▶ Exercise aim
Nothing outside the stretch is wanted. Repeat exactly the lines of the listing below from the one that contains "self.shutdown.store(false, Ordering::SeqCst);" through the one that contains "restarted = true;", both ends included.
**** Materials provided
// Connection Manager
//
// Owns the single duplex channel instance and its lifecycle: connect,
// reconnect with bounded capped backoff, and failure after the attempt budget
// is spent. Every link loss is reported to the session dispatcher before any
// reconnect sleep, so group/presence/publisher teardown is ordered
// synchronously with the state change.

use crate::config::ConnectionConfig;
use crate::error::BeaconError;
use crate::protocol::{ClientMessage, ServerMessage};
use crate::transport::Transport;
use std::cmp;
use std::fmt;
use std::sync::atomic::{AtomicBool, Ordering};
use std::sync::Arc;
use std::time::Duration;
use tokio::sync::{mpsc, watch, Mutex, Notify};

/// Channel connection lifecycle state
#[derive(Debug, Clone, Copy, PartialEq, Eq)]
pub enum ConnectionState {
    Disconnected,
    Connecting,
    Connected,
    Reconnecting,
    /// Reconnect attempts exhausted; terminal until `ensure_connected` is
    /// called again
    Failed,
}

impl fmt::Display for ConnectionState {
    fn fmt(&self, f: &mut fmt::Formatter<'_>) -> fmt::Result {
        let label = match self {
            Self::Disconnected => "disconnected",
            Self::Connecting => "connecting",
            Self::Connected => "connected",
            Self::Reconnecting => "reconnecting",
            Self::Failed => "failed",
        };
        write!(f, "{}", label)
    }
}

/// Link lifecycle and inbound traffic, consumed by the session dispatcher
#[derive(Debug)]
pub(crate) enum LinkEvent {
    /// A fresh link is up; carries the server-assigned self peer id
    Up { peer_id: String },

    /// A parsed inbound frame
    Inbound(ServerMessage),

    /// The link is gone. `terminal` means no automatic recovery follows and
    /// explicit user action is required.
    Down { terminal: bool, reason: String },
}

/// Owner of the process-wide duplex channel
pub struct ConnectionManager {
    config: ConnectionConfig,
    transport: Arc<dyn Transport>,
    state_tx: watch::Sender<ConnectionState>,
    link_tx: mpsc::UnboundedSender<LinkEvent>,
    /// Outbound sender of the live duplex, if any
    current: Mutex<Option<mpsc::UnboundedSender<String>>>,
    /// Self peer id learned from the welcome frame
    peer_id: Mutex<Option<String>>,
    /// Whether a run task is alive. Cleared by the task itself before it
    /// publishes a terminal state, so a restart can never observe a stale
    /// terminal state with no task behind it.
    started: AtomicBool,
    shutdown: AtomicBool,
    close_notify: Notify,
}

impl ConnectionManager {
    /// Build a manager plus the link event stream for the session dispatcher
    pub(crate) fn new(
        config: ConnectionConfig,
        transport: Arc<dyn Transport>,
    ) -> (Arc<Self>, mpsc::UnboundedReceiver<LinkEvent>) {
        let (state_tx, _) = watch::channel(ConnectionState::Disconnected);
        let (link_tx, link_rx) = mpsc::unbounded_channel();
        let manager = Arc::new(Self {
            config,
            transport,
            state_tx,
            link_tx,
            current: Mutex::new(None),
            peer_id: Mutex::new(None),
            started: AtomicBool::new(false),
            shutdown: AtomicBool::new(false),
            close_notify: Notify::new(),
        });
        (manager, link_rx)
    }

    /// Idempotent connect: reuses the live run task when one exists, otherwise
    /// starts one, then awaits the first `Connected` (Ok) or terminal state
    /// (Err). After `Failed`, calling this again is the explicit retry entry
    /// point.
    pub async fn ensure_connected(self: &Arc<Self>) -> Result<(), BeaconError> {
        let mut rx = self.state_tx.subscribe();
        let mut restarted = false;
        loop {
            let state = *rx.borrow_and_update();
            match state {
                ConnectionState::Connected => return Ok(()),
                ConnectionState::Disconnected | ConnectionState::Failed => {
                    if restarted {
                        return Err(BeaconError::transport("connection attempts exhausted"));
                    }
                    if !self.started.swap(true, Ordering::SeqCst) {
                        self.shutdown.store(false, Ordering::SeqCst);
                        self.state_tx.send_replace(ConnectionState::Connecting);
                        let manager = self.clone();
                        tokio::spawn(async move { manager.run().await });
                    }
                    restarted = true;
                }
                ConnectionState::Connecting | ConnectionState::Reconnecting => {}
            }
            if rx.changed().await.is_err() {
                return Err(BeaconError::transport("connection manager dropped"));
            }
        }
    }

    /// Current lifecycle state
    pub fn state(&self) -> ConnectionState {
        *self.state_tx.borrow()
    }

    /// Watch for lifecycle transitions
    pub fn watch_state(&self) -> watch::Receiver<ConnectionState> {
        self.state_tx.subscribe()
    }

    /// Server-assigned session identifier for self, while a link is up
    pub async fn peer_id(&self) -> Option<String> {
        self.peer_id.lock().await.clone()
    }

    /// Serialize and send a frame over the live link
    pub async fn send(&self, msg: &ClientMessage) -> Result<(), BeaconError> {
        let text = serde_json::to_string(msg)?;
        let guard = self.current.lock().await;
        match guard.as_ref() {
            Some(tx) if tx.send(text).is_ok() => Ok(()),
            _ => Err(BeaconError::NotConnected),
        }
    }

    /// Tear the link down and stop the run task. Reversible via
    /// `ensure_connected`.
    pub fn disconnect(&self) {
        self.shutdown.store(true, Ordering::SeqCst);
        self.close_notify.notify_one();
    }

    async fn run(self: Arc<Self>) {
        tracing::debug!("connection task started");
        let mut attempts: u32 = 0;
        let mut delay = Duration::from_millis(self.config.reconnect_delay_ms);
        loop {
            if self.shutdown.load(Ordering::SeqCst) {
                self.finish(ConnectionState::Disconnected, "closed by client")
                    .await;
                return;
            }
            match self.connect_once().await {
                Ok((inbound, peer_id)) => {
                    attempts = 0;
                    delay = Duration::from_millis(self.config.reconnect_delay_ms);
                    self.state_tx.send_replace(ConnectionState::Connected);
                    tracing::info!(peer_id = %peer_id, "channel connected");
                    let _ = self.link_tx.send(LinkEvent::Up { peer_id });

                    let reason = self.pump(inbound).await;
                    self.drop_link().await;
                    tracing::info!("link lost: {}", reason);

                    if self.shutdown.load(Ordering::SeqCst) || !self.config.reconnect {
                        self.finish(ConnectionState::Disconnected, &reason).await;
                        return;
                    }
                    self.state_tx.send_replace(ConnectionState::Reconnecting);
                    let _ = self.link_tx.send(LinkEvent::Down {
                        terminal: false,
                        reason,
                    });
                }
                Err(e) => {
                    if !self.config.reconnect {
                        self.finish(ConnectionState::Disconnected, &e.to_string())
                            .await;
                        return;
                    }
                    attempts += 1;
                    tracing::warn!(
                        "connect attempt {}/{} failed: {}",
                        attempts,
                        self.config.max_reconnect_attempts,
                        e
                    );
                    if attempts >= self.config.max_reconnect_attempts {
                        self.finish(
                            ConnectionState::Failed,
                            &format!("reconnect attempts exhausted: {}", e),
                        )
                        .await;
                        return;
                    }
                    tokio::time::sleep(delay).await;
                    delay = cmp::min(
                        delay * 2,
                        Duration::from_millis(self.config.reconnect_delay_max_ms),
                    );
                }
            }
        }
    }

    /// One dial plus the welcome handshake, both under the connect timeout
    async fn connect_once(&self) -> Result<(mpsc::UnboundedReceiver<String>, String), BeaconError> {
        let timeout = Duration::from_millis(self.config.connect_timeout_ms);
        let mut duplex = tokio::time::timeout(timeout, self.transport.dial())
            .await
            .map_err(|_| BeaconError::transport("connect timed out"))??;

        let text = tokio::time::timeout(timeout, duplex.inbound.recv())
            .await
            .map_err(|_| BeaconError::transport("no welcome before timeout"))?
            .ok_or_else(|| BeaconError::transport("closed before welcome"))?;
        let peer_id = match serde_json::from_str::<ServerMessage>(&text)? {
            ServerMessage::Welcome(welcome) => welcome.peer_id,
            other => {
                return Err(BeaconError::protocol(format!(
                    "expected welcome frame, got {:?}",
                    other
                )))
            }
        };

        *self.current.lock().await = Some(duplex.outbound);
        *self.peer_id.lock().await = Some(peer_id.clone());
        Ok((duplex.inbound, peer_id))
    }

    /// Forward inbound frames until the link dies or the client closes it
    async fn pump(&self, mut inbound: mpsc::UnboundedReceiver<String>) -> String {
        loop {
            tokio::select! {
                _ = self.close_notify.notified() => {
                    if self.shutdown.load(Ordering::SeqCst) {
                        return "closed by client".to_string();
                    }
                }
                frame = inbound.recv() => match frame {
                    Some(text) => match serde_json::from_str::<ServerMessage>(&text) {
                        Ok(msg) => {
                            let _ = self.link_tx.send(LinkEvent::Inbound(msg));
                        }
                        Err(e) => tracing::debug!("dropping unreadable frame: {}", e),
                    },
                    None => return "transport closed".to_string(),
                }
            }
        }
    }

    async fn drop_link(&self) {
        *self.current.lock().await = None;
        *self.peer_id.lock().await = None;
    }

    /// Publish a terminal state and order downstream teardown
    async fn finish(&self, state: ConnectionState, reason: &str) {
        self.drop_link().await;
        self.started.store(false, Ordering::SeqCst);
        self.state_tx.send_replace(state);
        let _ = self.link_tx.send(LinkEvent::Down {
            terminal: true,
            reason: reason.to_string(),
        });
        tracing::info!("connection task stopped ({}): {}", state, reason);
    }
}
********
▶ Problem solution
                        self.shutdown.store(false, Ordering::SeqCst);
                        self.state_tx.send_replace(ConnectionState::Connecting);
                        let manager = self.clone();
                        tokio::spawn(async move { manager.run().await });
                    }
                    restarted = true;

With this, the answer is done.